Nor, for all the complaints of obscenity, have European trade mark lawyers been over-concerned in the recent past with the proliferation of the F-word. Just four years ago, the Court of Justice in Luxembourg smartly saw off a self-important effort to prevent the registration of the slogan Fack ju Göhte (read it with a German accent and you’ll see) by pointing out that mores had moved on and Europe had to move with them.
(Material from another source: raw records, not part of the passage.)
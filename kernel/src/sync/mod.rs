//! Higher-level synchronization objects (§4.8), all built from the same
//! three primitives the rest of the crate exports: [`crate::wait::WaitQueue`]
//! for blocking, [`crate::timeout`] for timed waits, and [`crate::mutex`]
//! where a real critical section is needed. None of these objects reach
//! into the scheduler directly — they are ordinary application-level code
//! from the kernel core's point of view.
pub mod barrier;
pub mod condvar;
pub mod event;
pub mod eventqueue;
pub mod flag;
pub mod hsm;
pub mod mailbox;
pub mod mempool;
pub mod msgqueue;
pub mod rawbuf;
pub mod rwlock;
pub mod semaphore;

pub use barrier::Barrier;
pub use condvar::CondVar;
pub use event::EventGate;
pub use eventqueue::EventQueue;
pub use flag::FlagGroup;
pub use hsm::StateMachine;
pub use mailbox::Mailbox;
pub use mempool::MemoryPool;
pub use msgqueue::MessageQueue;
pub use rawbuf::RawBuffer;
pub use rwlock::RwLock;
pub use semaphore::Semaphore;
Has Europe quietly decided that this Ukrainian project needs to be killed once and for all? There’s plausibility in the idea that, having tested the political waters, bureaucrats concluded that registering a trademark like this might cause embarrassment on high with those who discreetly support keeping channels of communication with Moscow open with a view to restarting business as usual as soon as the unpleasantness in Ukraine has blown over. Far simpler, perhaps, to let sleeping dogs lie and leave entrepreneurs (some of whom might even be European) to make what they can out of this episode.

Could this be an opportunity for London to score a post-Brexit trick? Why not invite Ukraine’s president Volodymyr Zelensky to apply to register the trademark here? His Ukrainian mark is hardly more scabrous than the French Connection UK trademark FCUK, which we held could be registered in the UK nearly twenty years ago, despite arguments similar to those put forward in Alicante. And his case is undoubtedly a great deal more deserving. It might not generate quite as many sales for the Kyiv exchequer as it would in Europe, but it would still be a nice showing of solidarity with the underdog. Sometimes, even in the dry-as-dust area of trade mark law, it’s the thought that counts.